Apesar de ter nascido no estado do Rio de Janeiro, Rafael mantém uma relação constante com Bauru. É filho de Ricardo Soriano, presidente do Clube Recreativo Fortaleza, e seus pais moram na cidade há 20 anos. Em um primeiro momento, Rafael permaneceu em Campos dos Goytacazes para jogar na base do Goytacaz, e, posteriormente, dar os primeiros passos como técnico de categorias de base. Atualmente, ele também mantém residência fixa em Bauru e não permanece por aqui apenas quando está trabalhando em algum clube. "Eu gosto muito da cidade. Tenho muitos amigos aí", afirma.

Com passagens por clubes de Rio de Janeiro, Espírito Santo e Bahia, foi em terras fluminenses que Soriano se consolidou como um jovem técnico em ascensão no futebol brasileiro. Após treinar Americano-RJ e Sampaio Corrêa-RJ, seu primeiro trabalho que chamou a atenção foram os dois acessos seguidos com o Campos da terceira para a primeira divisão do Campeonato Carioca, entre 2015 e 2017.

Esse feito foi conseguido após o clube ter ficado 26 anos afastado do futebol profissional. Já em 2018, levou o Itaboraí ao vice-campeonato da Copa Rio (equivalente à Copa Paulista), classificando o time da região metropolitana à Série D do Campeonato Brasileiro. Por essa conquista, ainda foi eleito o melhor técnico da competição.

ATUALIZADO

Assim como outros treinadores da nova geração, Soriano busca o conhecimento para estar sempre atualizado com as diferentes formas de se jogar futebol atualmente. Com certificação A dos cursos da CBF, ele sabe que um técnico precisa se adaptar ao elenco que tem em mãos.
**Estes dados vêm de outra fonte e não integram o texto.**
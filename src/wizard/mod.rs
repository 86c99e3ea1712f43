//! Study schedule wizard — the guided multi-step form.
//!
//! The user moves through a fixed sequence of screens (personal info,
//! schedule, knowledge, objective). The session collects their answers into
//! a `FormState` and, on the last step, hands it to the submission pipeline.

pub mod model;
pub mod prompts;
pub mod session;
pub mod state;

pub use model::{FormPatch, FormState, KnowledgeLevel, Objective, ProgramFormat, Weekday};
pub use session::{SessionStatus, WizardSession};
pub use state::{Transition, WizardEvent, WizardStep};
Entretanto, é adepto de um jogo mais ofensivo quando pode montar um time.

"Uma equipe que possa ter a posse da bola, propor jogo para, a partir daí, a gente poder começar a buscar equipes com qualidade e possa brigar sempre na parte de cima de qualquer competição que a gente disputar", explica.

Após uma primeira experiência no Nordeste comandando o Serrano da Bahia, em 2020, Rafael volta à região para um desafio inédito: treinar o Nacional de Patos no Campeonato Paraibano. Semifinalista no ano passado, a equipe estreia no Estadual no próximo domingo (19), às 17h, contra o Atlético da Paraíba.

Com um dos maiores investimentos do estado, a meta é brigar pelo título com os principais times, que são Treze, Campinense e Botafogo. "O objetivo principal é o título da competição e classificar o time para as competições nacionais do ano seguinte. Para conquistar a vaga na Série D, a gente precisa chegar à final. O objetivo principal é esse, conquistar a vaga na Série D e Copa do Brasil do ano seguinte e na Copa do Nordeste, que garante essas três vagas se a gente chegar", esclarece o treinador.